Por conta da minha falta de estrutura e por motivos de doença, acabei

perdendo o ano. Perder um ano tem sempre conseqüências negativas, um ano de

minha vida ficaria atrasado. Mas, por outro lado, serviu-me de lição, motivando-me

a me esforçar bem mais no ano seguinte. Desse dia em diante, não perdi mais ano

algum e consegui concluir o primeiro e o segundo graus com notas muito boas.
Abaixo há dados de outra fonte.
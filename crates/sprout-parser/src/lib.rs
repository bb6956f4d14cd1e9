//! Sprout parser: converts a token stream into an AST.
//!
//! [`parse_source`] is the whole tree-builder pipeline: lex, then parse.
//! On any failure the caller receives a single syntax error carrying the
//! diagnostic; no partial tree is ever produced.

mod parse_expr;
mod parse_stmt;
mod parser;

pub use parser::Parser;

use sprout_lexer::Lexer;
use sprout_types::ast::Program;
use sprout_types::SourceFile;

/// Parse a source file into a [`Program`].
pub fn parse_source(source_file: &SourceFile) -> sprout_types::Result<Program> {
    let tokens = Lexer::new(source_file).lex()?;
    Parser::new(tokens, source_file).parse()
}
// ══════════════════════════════════════════════════════════════════════════════
// Statements
// ══════════════════════════════════════════════════════════════════════════════

/// A statement.
#[derive(Debug, Clone, PartialEq, Serialize, Deserialize)]
#[serde(tag = "kind")]
pub enum Stmt {
    /// `let name = expr`
    #[serde(rename = "LetStmt")]
    Let(LetStmt),
    /// `name = expr`
    #[serde(rename = "AssignStmt")]
    Assign(AssignStmt),
    /// `show expr`
    #[serde(rename = "ShowStmt")]
    Show(ShowStmt),
    /// `if cond { ... } [else { ... }]`
    #[serde(rename = "IfStmt")]
    If(IfStmt),
    /// `repeat count times { ... }`
    #[serde(rename = "RepeatStmt")]
    Repeat(RepeatStmt),
    /// `while cond { ... }`
    #[serde(rename = "WhileStmt")]
    While(WhileStmt),
    /// `function name(params) { ... }`
    #[serde(rename = "FuncDecl")]
    Func(FuncDecl),
    /// `return [expr]`
    #[serde(rename = "ReturnStmt")]
    Return(ReturnStmt),
    /// A bare expression evaluated for its side effects.
    #[serde(rename = "ExprStmt")]
    Expr(ExprStmt),
    /// A bare `{ ... }` block opening a new scope.
    #[serde(rename = "Block")]
    Block(Block),
}

impl Stmt {
    /// The source span of this statement.
    pub fn span(&self) -> Span {
        match self {
            Stmt::Let(s) => s.span,
            Stmt::Assign(s) => s.span,
            Stmt::Show(s) => s.span,
            Stmt::If(s) => s.span,
            Stmt::Repeat(s) => s.span,
            Stmt::While(s) => s.span,
            Stmt::Func(s) => s.span,
            Stmt::Return(s) => s.span,
            Stmt::Expr(s) => s.span,
            Stmt::Block(s) => s.span,
        }
    }
}

/// `let name = expr`
#[derive(Debug, Clone, PartialEq, Serialize, Deserialize)]
pub struct LetStmt {
    pub name: Identifier,
    pub value: Expr,
    #[serde(default)]
    pub span: Span,
}

/// `name = expr` — reassignment of an existing binding.
#[derive(Debug, Clone, PartialEq, Serialize, Deserialize)]
pub struct AssignStmt {
    pub name: Identifier,
    pub value: Expr,
    #[serde(default)]
    pub span: Span,
}

/// `show expr` — emit one line of program output.
#[derive(Debug, Clone, PartialEq, Serialize, Deserialize)]
pub struct ShowStmt {
    pub expression: Expr,
    #[serde(default)]
    pub span: Span,
}

/// `if cond { ... } [else { ... }]`
#[derive(Debug, Clone, PartialEq, Serialize, Deserialize)]
pub struct IfStmt {
    pub condition: Expr,
    #[serde(rename = "thenBlock")]
    pub then_block: Block,
    #[serde(
        rename = "elseBlock",
        default,
        skip_serializing_if = "Option::is_none"
    )]
    pub else_block: Option<Block>,
    #[serde(default)]
    pub span: Span,
}

/// `repeat count times { ... }` — count is evaluated once, before the loop.
#[derive(Debug, Clone, PartialEq, Serialize, Deserialize)]
pub struct RepeatStmt {
    pub count: Expr,
    pub body: Block,
    #[serde(default)]
    pub span: Span,
}

/// `while cond { ... }` — condition re-evaluated before every iteration.
#[derive(Debug, Clone, PartialEq, Serialize, Deserialize)]
pub struct WhileStmt {
    pub condition: Expr,
    pub body: Block,
    #[serde(default)]
    pub span: Span,
}

/// `function name(params) { ... }`
///
/// The body lives behind an `Rc`: every function value created from this
/// declaration shares the same block instead of copying it.
#[derive(Debug, Clone, PartialEq, Serialize, Deserialize)]
pub struct FuncDecl {
    pub name: Identifier,
    pub params: Vec<Identifier>,
    pub body: Rc<Block>,
    #[serde(default)]
    pub span: Span,
}

/// `return [expr]`
#[derive(Debug, Clone, PartialEq, Serialize, Deserialize)]
pub struct ReturnStmt {
    #[serde(default, skip_serializing_if = "Option::is_none")]
    pub argument: Option<Expr>,
    #[serde(default)]
    pub span: Span,
}

/// A bare expression statement.
#[derive(Debug, Clone, PartialEq, Serialize, Deserialize)]
pub struct ExprStmt {
    pub expression: Expr,
    #[serde(default)]
    pub span: Span,
}

/// `{ statements... }`
#[derive(Debug, Clone, PartialEq, Serialize, Deserialize)]
pub struct Block {
    pub body: Vec<Stmt>,
    #[serde(default)]
    pub span: Span,
}

// ══════════════════════════════════════════════════════════════════════════════
// Expressions
// ══════════════════════════════════════════════════════════════════════════════

/// An expression.
#[derive(Debug, Clone, PartialEq, Serialize, Deserialize)]
#[serde(tag = "kind")]
pub enum Expr {
    /// `a + b`, `a and b`, `a == b`, ...
    #[serde(rename = "BinaryExpr")]
    Binary(BinaryExpr),
    /// `-x`, `not x`
    #[serde(rename = "UnaryExpr")]
    Unary(UnaryExpr),
    /// `callee(args...)`
    #[serde(rename = "CallExpr")]
    Call(CallExpr),
    /// `object[index]`
    #[serde(rename = "IndexExpr")]
    Index(IndexExpr),
    /// `object.property`
    #[serde(rename = "MemberExpr")]
    Member(MemberExpr),
    /// `42`, `"hello"`, `true`
    #[serde(rename = "Literal")]
    Literal(Literal),
    /// `my_var`
    #[serde(rename = "Identifier")]
    Identifier(Identifier),
    /// `[a, b, c]`
    #[serde(rename = "ArrayLiteral")]
    Array(ArrayLiteral),
    /// `{ key: value, ... }`
    #[serde(rename = "ObjectLiteral")]
    Object(ObjectLiteral),
}

impl Expr {
    /// The source span of this expression.
    pub fn span(&self) -> Span {
        match self {
            Expr::Binary(e) => e.span,
            Expr::Unary(e) => e.span,
            Expr::Call(e) => e.span,
            Expr::Index(e) => e.span,
            Expr::Member(e) => e.span,
            Expr::Literal(e) => e.span,
            Expr::Identifier(e) => e.span,
            Expr::Array(e) => e.span,
            Expr::Object(e) => e.span,
        }
    }
}

/// A binary operation. The operator keeps its literal source text as the
/// tag value (`"+"`, `"and"`, `"=="`), never a numeric opcode.
#[derive(Debug, Clone, PartialEq, Serialize, Deserialize)]
pub struct BinaryExpr {
    pub operator: BinOp,
    pub left: Box<Expr>,
    pub right: Box<Expr>,
    #[serde(default)]
    pub span: Span,
}

/// A unary operation.
#[derive(Debug, Clone, PartialEq, Serialize, Deserialize)]
pub struct UnaryExpr {
    pub operator: UnaryOp,
    pub argument: Box<Expr>,
    #[serde(default)]
    pub span: Span,
}

/// A call. The callee is usually an identifier, but any expression that
/// evaluates to a function works (`f(1)(2)` chains through the result).
#[derive(Debug, Clone, PartialEq, Serialize, Deserialize)]
pub struct CallExpr {
    pub callee: Box<Expr>,
    pub arguments: Vec<Expr>,
    #[serde(default)]
    pub span: Span,
}
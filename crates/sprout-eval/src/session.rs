//! An evaluation session: the owner of one global environment.
//!
//! Hosts create a session once and run any number of programs against it
//! (a file runner uses one program, an interactive host one per input
//! line). There is deliberately no process-wide singleton — independent
//! sessions coexist, which the tests rely on.

use crate::env::Environment;
use crate::stdlib::install_stdlib;
use std::rc::Rc;

/// One persistent evaluation session.
pub struct Session {
    globals: Rc<Environment>,
}

impl Session {
    /// Create a session with a fresh global environment, seeded with the
    /// standard library.
    pub fn new() -> Self {
        let globals = Rc::new(Environment::new());
        install_stdlib(&globals);
        Self { globals }
    }

    /// The session's global environment.
    pub fn globals(&self) -> &Rc<Environment> {
        &self.globals
    }

    /// Clear every user binding and re-seed the standard library.
    ///
    /// The environment object keeps its identity: function values that
    /// captured it observe the reset instead of holding a stale copy.
    pub fn reset(&self) {
        self.globals.clear();
        install_stdlib(&self.globals);
    }
}

impl Default for Session {
    fn default() -> Self {
        Self::new()
    }
}
fn num_literal(e: &Expr) -> f64 {
    match e {
        Expr::Literal(Literal {
            value: LiteralValue::Number(n),
            ..
        }) => *n,
        other => panic!("expected number literal, got {other:?}"),
    }
}

// ─────────────────────────────────────────────────────────────────────
// Statements
// ─────────────────────────────────────────────────────────────────────

#[test]
fn test_let_stmt() {
    match stmt("let x = 10") {
        Stmt::Let(let_stmt) => {
            assert_eq!(let_stmt.name.name, "x");
            assert_eq!(num_literal(&let_stmt.value), 10.0);
        }
        other => panic!("expected LetStmt, got {other:?}"),
    }
}

#[test]
fn test_let_with_type_annotation_is_accepted_and_discarded() {
    match stmt("let x: number = 10") {
        Stmt::Let(let_stmt) => assert_eq!(let_stmt.name.name, "x"),
        other => panic!("expected LetStmt, got {other:?}"),
    }
}

#[test]
fn test_assign_stmt() {
    match stmt("x = 42") {
        Stmt::Assign(assign) => {
            assert_eq!(assign.name.name, "x");
            assert_eq!(num_literal(&assign.value), 42.0);
        }
        other => panic!("expected AssignStmt, got {other:?}"),
    }
}

#[test]
fn test_show_stmt() {
    match stmt("show \"hello\"") {
        Stmt::Show(show) => match show.expression {
            Expr::Literal(lit) => {
                assert_eq!(lit.value, LiteralValue::Str("hello".into()));
                assert_eq!(lit.raw, "\"hello\"");
            }
            other => panic!("expected literal, got {other:?}"),
        },
        other => panic!("expected ShowStmt, got {other:?}"),
    }
}
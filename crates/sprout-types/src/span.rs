use serde::{Deserialize, Serialize};
use std::fmt;

/// Source location span.
///
/// `start`/`end` are byte offsets into the source text; `line`/`col` are
/// the 1-based position of `start`. Both may be zero-filled on nodes that
/// arrive from an external producer without location data.
#[derive(Debug, Clone, Copy, Default, PartialEq, Eq, Hash, Serialize, Deserialize)]
pub struct Span {
    pub start: usize,
    pub end: usize,
    pub line: u32,
    pub col: u32,
}

impl Span {
    /// Create a new span.
    pub fn new(start: usize, end: usize, line: u32, col: u32) -> Self {
        Self {
            start,
            end,
            line,
            col,
        }
    }

    /// Create a zero-width span at a single position.
    pub fn point(offset: usize, line: u32, col: u32) -> Self {
        Self::new(offset, offset, line, col)
    }

    /// Merge two spans into one that covers both.
    ///
    /// The merged span keeps the line/col of whichever span starts first.
    pub fn merge(self, other: Span) -> Span {
        let (line, col) = if other.start < self.start {
            (other.line, other.col)
        } else {
            (self.line, self.col)
        };
        Span::new(self.start.min(other.start), self.end.max(other.end), line, col)
    }
}

impl fmt::Display for Span {
    fn fmt(&self, f: &mut fmt::Formatter<'_>) -> fmt::Result {
        write!(f, "{}:{}", self.line, self.col)
    }
}

/// Holds the source text for error reporting.
#[derive(Debug, Clone)]
pub struct SourceFile {
    pub name: String,
    pub source: String,
    /// Cached line start byte offsets for fast line lookup.
    line_starts: Vec<usize>,
}

impl SourceFile {
    /// Create a new source file.
    pub fn new(name: impl Into<String>, source: impl Into<String>) -> Self {
        let source = source.into();
        let line_starts = std::iter::once(0)
            .chain(source.match_indices('\n').map(|(i, _)| i + 1))
            .collect();
        Self {
            name: name.into(),
            source,
            line_starts,
        }
    }

    /// Extract a source line by 1-based line number.
    ///
    /// Returns `None` if the line number is out of range.
    pub fn line(&self, line_number: u32) -> Option<&str> {
        let idx = line_number.checked_sub(1)? as usize;
        if idx >= self.line_starts.len() {
            return None;
        }
        let start = self.line_starts[idx];
        let end = self
            .line_starts
            .get(idx + 1)
            .map(|&s| s.saturating_sub(1)) // strip the \n
            .unwrap_or(self.source.len());
        let line = &self.source[start..end];
        // Also strip trailing \r for CRLF
        Some(line.trim_end_matches('\r'))
    }

    /// Get the total number of lines.
    pub fn line_count(&self) -> usize {
        self.line_starts.len()
    }
}

#[cfg(test)]
mod tests {
    use super::*;

    #[test]
    fn test_span_point() {
        let s = Span::point(10, 2, 5);
        assert_eq!(s.start, 10);
        assert_eq!(s.end, 10);
        assert_eq!(s.line, 2);
        assert_eq!(s.col, 5);
    }

    #[test]
    fn test_span_merge() {
        let a = Span::new(4, 9, 1, 5);
        let b = Span::new(12, 20, 2, 3);
        let merged = a.merge(b);
        assert_eq!(merged.start, 4);
        assert_eq!(merged.end, 20);
        assert_eq!(merged.line, 1);
        assert_eq!(merged.col, 5);
    }

    #[test]
    fn test_span_merge_reversed() {
        let a = Span::new(12, 20, 2, 3);
        let b = Span::new(4, 9, 1, 5);
        let merged = a.merge(b);
        assert_eq!(merged.start, 4);
        assert_eq!(merged.end, 20);
        assert_eq!(merged.line, 1);
        assert_eq!(merged.col, 5);
    }

    #[test]
    fn test_span_display() {
        let s = Span::new(30, 38, 3, 7);
        assert_eq!(format!("{s}"), "3:7");
    }

    #[test]
    fn test_span_default_is_zero_filled() {
        let s = Span::default();
        assert_eq!(s, Span::new(0, 0, 0, 0));
    }

    #[test]
    fn test_source_file_line_extraction() {
        let src = SourceFile::new("test.sprout", "line one\nline two\nline three");
        assert_eq!(src.line(1), Some("line one"));
        assert_eq!(src.line(2), Some("line two"));
        assert_eq!(src.line(3), Some("line three"));
        assert_eq!(src.line(0), None);
        assert_eq!(src.line(4), None);
    }

    #[test]
    fn test_source_file_crlf() {
        let src = SourceFile::new("test.sprout", "line one\r\nline two\r\n");
        assert_eq!(src.line(1), Some("line one"));
        assert_eq!(src.line(2), Some("line two"));
    }

    #[test]
    fn test_source_file_empty() {
        let src = SourceFile::new("test.sprout", "");
        assert_eq!(src.line_count(), 1);
        assert_eq!(src.line(1), Some(""));
    }
}
//! Heuristic evaluation functions for Crab Puzzle board positions
//!
//! Two tiers share the window scan over every horizontal and vertical run of
//! four cells:
//! - Normal: three-with-a-gap counts only
//! - Hard: threes and twos, center control and mobility

use crate::board::{Board, Player};
use crate::rules::{mobility, win::WINDOW_LEN, WINDOWS};

use super::patterns::{hard_window_score, HardScore, NormalScore, CENTER_MASK};

/// Scoring capability plugged into the search.
pub trait Evaluator {
    /// Score a board from `player`'s point of view; higher is better.
    fn evaluate(&self, board: &Board, player: Player) -> i32;

    /// Magnitude returned for a decided game
    fn win_score(&self) -> i32;
}

/// Normal difficulty evaluator
#[derive(Debug, Clone, Copy, Default)]
pub struct NormalEvaluator;

/// Hard difficulty evaluator
#[derive(Debug, Clone, Copy, Default)]
pub struct HardEvaluator;

impl Evaluator for NormalEvaluator {
    #[inline]
    fn evaluate(&self, board: &Board, player: Player) -> i32 {
        evaluate_normal(board, player)
    }

    #[inline]
    fn win_score(&self) -> i32 {
        NormalScore::WIN
    }
}

impl Evaluator for HardEvaluator {
    #[inline]
    fn evaluate(&self, board: &Board, player: Player) -> i32 {
        evaluate_hard(board, player)
    }

    #[inline]
    fn win_score(&self) -> i32 {
        HardScore::WIN
    }
}

/// Piece counts of one window: (own, opponent, empty)
#[inline]
fn window_counts(board: &Board, player: Player, mask: u64) -> (u32, u32, u32) {
    let own = board.pieces(player).count_in(mask);
    let opp = board.pieces(player.opponent()).count_in(mask);
    (own, opp, WINDOW_LEN as u32 - own - opp)
}

/// Normal tier evaluation.
///
/// Returns `NormalScore::WIN` / `-NormalScore::WIN` as soon as a window is
/// complete, otherwise +10 per window with three own pieces and one empty
/// cell and -10 per such opponent window.
#[must_use]
pub fn evaluate_normal(board: &Board, player: Player) -> i32 {
    let mut score = 0;
    for &mask in &WINDOWS {
        let (own, opp, empty) = window_counts(board, player, mask);
        if own == 4 {
            return NormalScore::WIN;
        }
        if opp == 4 {
            return -NormalScore::WIN;
        }
        if own == 3 && empty == 1 {
            score += NormalScore::THREE;
        } else if opp == 3 && empty == 1 {
            score -= NormalScore::THREE;
        }
    }
    score
}

/// Hard tier evaluation.
///
/// Returns `HardScore::WIN` / `-HardScore::WIN` for a decided board.
/// Otherwise sums:
/// - window patterns: own threes and twos minus the opponent's
/// - center control: own pieces in the central 2x2 region
/// - mobility: movable pieces compared with the opponent
#[must_use]
pub fn evaluate_hard(board: &Board, player: Player) -> i32 {
    let opponent = player.opponent();
    let mut pattern_score = 0;

    for &mask in &WINDOWS {
        let (own, opp, empty) = window_counts(board, player, mask);
        if own == 4 {
            return HardScore::WIN;
        }
        if opp == 4 {
            return -HardScore::WIN;
        }
        pattern_score += hard_window_score(own, empty) - hard_window_score(opp, empty);
    }

    let center_score = board.pieces(player).count_in(CENTER_MASK) as i32 * HardScore::CENTER;
    let mobility_score = (mobility(board, player) - mobility(board, opponent)) * HardScore::MOBILITY;

    pattern_score + center_score + mobility_score
}
//! Bitboard implementation for fast window matching

use super::{Pos, TOTAL_CELLS};

/// Mask of the 36 bits that map onto board cells
const CELL_MASK: u64 = (1u64 << TOTAL_CELLS) - 1;

/// Bitboard representation of one player's pieces.
/// Bit `row * 6 + col` is set when the cell is occupied.
#[derive(Debug, Clone, Copy, PartialEq, Eq, Hash, Default)]
pub struct Bitboard {
    bits: u64,
}

impl Bitboard {
    /// Create empty bitboard
    pub const fn new() -> Self {
        Self { bits: 0 }
    }

    pub const fn from_bits(bits: u64) -> Self {
        Self {
            bits: bits & CELL_MASK,
        }
    }

    /// Set a bit at position
    #[inline]
    pub fn set(&mut self, pos: Pos) {
        self.bits |= 1u64 << pos.to_index();
    }

    /// Clear a bit at position
    #[inline]
    pub fn clear(&mut self, pos: Pos) {
        self.bits &= !(1u64 << pos.to_index());
    }

    /// Check if bit is set at position
    #[inline]
    pub fn get(self, pos: Pos) -> bool {
        (self.bits >> pos.to_index()) & 1 == 1
    }

    /// Count total set bits (popcount)
    #[inline]
    pub fn count(self) -> u32 {
        self.bits.count_ones()
    }

    /// Count set bits inside `mask`
    #[inline]
    pub fn count_in(self, mask: u64) -> u32 {
        (self.bits & mask).count_ones()
    }

    /// True when every bit of `mask` is set
    #[inline]
    pub fn covers(self, mask: u64) -> bool {
        self.bits & mask == mask
    }

    /// Check if empty
    #[inline]
    pub fn is_empty(self) -> bool {
        self.bits == 0
    }

    /// Iterate over set bit positions in row-major order
    pub fn iter_ones(self) -> BitboardIter {
        BitboardIter { bits: self.bits }
    }
}

/// Iterator over set bits in a Bitboard, lowest index first
pub struct BitboardIter {
    bits: u64,
}

impl Iterator for BitboardIter {
    type Item = Pos;

    fn next(&mut self) -> Option<Self::Item> {
        if self.bits == 0 {
            return None;
        }
        let idx = self.bits.trailing_zeros() as usize;
        // Clear the bit we just found
        self.bits &= self.bits - 1;
        Some(Pos::from_index(idx))
    }

    fn size_hint(&self) -> (usize, Option<usize>) {
        let n = self.bits.count_ones() as usize;
        (n, Some(n))
    }
}

impl ExactSizeIterator for BitboardIter {}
Surpreendentemente, acabei me transformando em um aluno CDF durante todos os

anos escolares.

O lado positivo de tudo isso foi o fortalecimento do meu senso de autocrítica,

que fez com que procurasse estudar mais, para não passar novamente pela vergonha

de perder o ano. Outra coisa boa foi o contato com a poesia, através de uma coleção

de três minilivros que comprei de um daqueles vendedores que passam de sala em

sala oferecendo suas mercadorias. Encantei-me com aquela forma de escrever, com

as rimas e as estrofes. Passei a escrever poemas também. Posteriormente, tive

contato com a literatura de cordel, o que me influenciou bastante a escrever tudo

que me vinha à mente. Não sei precisar no tempo, mas me lembro de uma época em

que eu pegava tudo quanto era papel, ou algo que encontrasse jogado pelas ruas,

para ler. Para mim, era uma espécie de mágica poder decifrar tudo aquilo, mesmo

que não soubesse o significado de todas as palavras que lia. O simples ato de ler

expandia minha mente.

***

Depois de um tempo morando na Rua da Palha, mudamo-nos para a casa de

número 1265, na Avenida Franz Gedeon, uma das principais artérias da cidade. Foi a

partir dessa época que ocorreu o nascimento dos meus outros irmãos, Valdir,

Vitório, Vivaldo e Ivonete. A casa era de meu irmão Édson, e lá já haviam morado

muitos familiares dele, mas naquela ocasião se encontrava fechada. Como de praxe,

a nova moradia também não dispunha de luz, água, saneamento básico, móveis e

outros recursos essenciais. Nosso fogão, para variar, era à lenha. O sanitário era no

chão do quintal, ou seja, exalava uma fedentina horrível. Muita gente fazendo suas

necessidades por todos os lados e o sol quente a tornar o mau cheiro ainda mais

insuportável.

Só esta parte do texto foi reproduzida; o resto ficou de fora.